WORK TO COMPLETE:
Gather all lines in the entries that include the word "when".
SUPPLIED MATERIAL Block Start
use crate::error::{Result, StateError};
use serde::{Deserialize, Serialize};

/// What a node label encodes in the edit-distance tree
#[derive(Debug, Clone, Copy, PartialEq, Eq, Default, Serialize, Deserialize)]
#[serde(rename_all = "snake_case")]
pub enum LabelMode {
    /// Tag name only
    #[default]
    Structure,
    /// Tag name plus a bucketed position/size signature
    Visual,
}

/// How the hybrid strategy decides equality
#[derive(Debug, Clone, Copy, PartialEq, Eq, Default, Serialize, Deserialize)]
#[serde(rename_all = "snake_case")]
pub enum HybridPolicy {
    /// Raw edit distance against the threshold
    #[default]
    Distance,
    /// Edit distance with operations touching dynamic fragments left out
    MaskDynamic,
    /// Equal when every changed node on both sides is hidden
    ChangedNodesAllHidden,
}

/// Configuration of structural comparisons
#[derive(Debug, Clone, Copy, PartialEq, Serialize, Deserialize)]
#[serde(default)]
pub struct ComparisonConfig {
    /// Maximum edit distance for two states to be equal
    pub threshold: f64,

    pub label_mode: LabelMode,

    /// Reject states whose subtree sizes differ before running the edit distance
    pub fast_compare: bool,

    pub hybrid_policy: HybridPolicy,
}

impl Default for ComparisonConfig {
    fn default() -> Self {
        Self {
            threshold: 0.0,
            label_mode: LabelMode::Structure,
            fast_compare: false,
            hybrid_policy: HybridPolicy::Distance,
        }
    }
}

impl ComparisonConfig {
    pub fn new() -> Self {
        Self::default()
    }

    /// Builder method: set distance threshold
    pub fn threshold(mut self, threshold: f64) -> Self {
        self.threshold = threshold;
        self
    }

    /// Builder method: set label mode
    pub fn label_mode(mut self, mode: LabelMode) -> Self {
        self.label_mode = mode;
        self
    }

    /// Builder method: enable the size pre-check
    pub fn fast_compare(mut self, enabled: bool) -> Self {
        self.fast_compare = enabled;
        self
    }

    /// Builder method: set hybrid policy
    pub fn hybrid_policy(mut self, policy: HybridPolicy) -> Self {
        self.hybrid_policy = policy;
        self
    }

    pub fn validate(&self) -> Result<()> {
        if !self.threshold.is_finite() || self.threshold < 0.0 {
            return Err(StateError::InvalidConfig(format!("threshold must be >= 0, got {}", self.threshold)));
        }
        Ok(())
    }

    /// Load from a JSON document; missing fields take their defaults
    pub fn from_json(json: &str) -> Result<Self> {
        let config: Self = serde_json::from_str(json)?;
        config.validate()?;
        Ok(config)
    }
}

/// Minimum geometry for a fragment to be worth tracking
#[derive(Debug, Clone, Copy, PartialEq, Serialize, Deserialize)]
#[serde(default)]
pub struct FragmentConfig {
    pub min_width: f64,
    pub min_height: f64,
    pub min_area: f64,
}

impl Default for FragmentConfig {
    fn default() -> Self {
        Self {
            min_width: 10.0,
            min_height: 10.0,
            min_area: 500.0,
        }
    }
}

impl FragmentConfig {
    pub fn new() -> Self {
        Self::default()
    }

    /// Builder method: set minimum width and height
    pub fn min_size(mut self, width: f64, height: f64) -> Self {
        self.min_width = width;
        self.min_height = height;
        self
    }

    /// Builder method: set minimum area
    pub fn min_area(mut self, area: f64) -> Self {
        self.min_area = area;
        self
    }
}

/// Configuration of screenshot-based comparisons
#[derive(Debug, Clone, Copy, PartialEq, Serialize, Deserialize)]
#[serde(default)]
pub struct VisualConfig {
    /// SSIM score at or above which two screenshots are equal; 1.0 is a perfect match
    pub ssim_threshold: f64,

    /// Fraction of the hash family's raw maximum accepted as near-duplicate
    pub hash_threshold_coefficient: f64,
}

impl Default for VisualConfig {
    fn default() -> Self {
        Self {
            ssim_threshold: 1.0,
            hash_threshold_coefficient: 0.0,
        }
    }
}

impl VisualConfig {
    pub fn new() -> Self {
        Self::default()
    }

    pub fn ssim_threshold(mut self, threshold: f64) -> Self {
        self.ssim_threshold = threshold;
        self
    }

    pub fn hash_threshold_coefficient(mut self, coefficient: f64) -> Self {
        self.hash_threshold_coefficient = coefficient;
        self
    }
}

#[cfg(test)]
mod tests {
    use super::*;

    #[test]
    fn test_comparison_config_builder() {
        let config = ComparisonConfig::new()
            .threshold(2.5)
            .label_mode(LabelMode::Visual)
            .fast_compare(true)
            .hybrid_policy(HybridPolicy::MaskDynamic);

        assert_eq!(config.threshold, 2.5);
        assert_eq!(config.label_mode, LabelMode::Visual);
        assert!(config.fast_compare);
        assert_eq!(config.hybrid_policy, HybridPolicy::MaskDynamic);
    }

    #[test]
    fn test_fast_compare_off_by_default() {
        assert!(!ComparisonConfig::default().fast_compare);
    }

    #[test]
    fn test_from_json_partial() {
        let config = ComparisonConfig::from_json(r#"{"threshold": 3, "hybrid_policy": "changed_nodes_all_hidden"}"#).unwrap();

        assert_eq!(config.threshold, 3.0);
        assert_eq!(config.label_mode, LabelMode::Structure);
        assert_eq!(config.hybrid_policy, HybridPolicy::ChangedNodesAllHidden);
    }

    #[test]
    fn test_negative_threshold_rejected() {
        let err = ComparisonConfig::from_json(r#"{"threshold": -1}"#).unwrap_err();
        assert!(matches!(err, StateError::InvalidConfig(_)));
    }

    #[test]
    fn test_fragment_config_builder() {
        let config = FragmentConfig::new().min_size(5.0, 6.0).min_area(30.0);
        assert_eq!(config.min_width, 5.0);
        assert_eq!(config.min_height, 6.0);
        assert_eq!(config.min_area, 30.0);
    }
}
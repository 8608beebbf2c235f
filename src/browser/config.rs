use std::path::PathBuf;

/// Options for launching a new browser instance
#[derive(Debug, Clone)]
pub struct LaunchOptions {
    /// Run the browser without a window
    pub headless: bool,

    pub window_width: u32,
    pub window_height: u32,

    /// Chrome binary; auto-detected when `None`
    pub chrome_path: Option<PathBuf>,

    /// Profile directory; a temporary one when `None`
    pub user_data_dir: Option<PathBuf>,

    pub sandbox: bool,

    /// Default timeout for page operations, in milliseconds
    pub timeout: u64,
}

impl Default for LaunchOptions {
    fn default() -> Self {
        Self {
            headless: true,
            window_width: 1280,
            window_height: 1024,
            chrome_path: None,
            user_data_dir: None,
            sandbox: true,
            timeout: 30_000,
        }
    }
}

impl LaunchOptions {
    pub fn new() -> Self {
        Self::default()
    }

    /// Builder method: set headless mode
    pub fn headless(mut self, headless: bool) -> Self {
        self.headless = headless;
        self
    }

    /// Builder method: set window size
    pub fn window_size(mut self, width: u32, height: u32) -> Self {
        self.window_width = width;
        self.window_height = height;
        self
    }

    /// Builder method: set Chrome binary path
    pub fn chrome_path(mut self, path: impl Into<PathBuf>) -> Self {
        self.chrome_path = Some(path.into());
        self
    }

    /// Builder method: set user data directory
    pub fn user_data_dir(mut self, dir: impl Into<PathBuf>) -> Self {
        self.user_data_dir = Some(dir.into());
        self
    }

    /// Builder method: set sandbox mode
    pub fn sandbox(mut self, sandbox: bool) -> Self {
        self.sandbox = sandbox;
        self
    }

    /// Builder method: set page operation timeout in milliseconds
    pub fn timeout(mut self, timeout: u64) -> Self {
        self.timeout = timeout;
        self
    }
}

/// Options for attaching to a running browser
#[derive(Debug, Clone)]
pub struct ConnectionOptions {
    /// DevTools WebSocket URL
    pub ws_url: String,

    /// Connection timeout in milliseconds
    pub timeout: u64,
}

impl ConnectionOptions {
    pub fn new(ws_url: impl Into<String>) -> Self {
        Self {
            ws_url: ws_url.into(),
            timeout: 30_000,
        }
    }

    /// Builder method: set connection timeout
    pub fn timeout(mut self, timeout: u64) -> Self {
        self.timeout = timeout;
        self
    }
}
SUPPLIED MATERIAL Block End
FINAL ANSWER:
    /// Equal when every changed node on both sides is hidden
    /// Chrome binary; auto-detected when `None`
    /// Profile directory; a temporary one when `None`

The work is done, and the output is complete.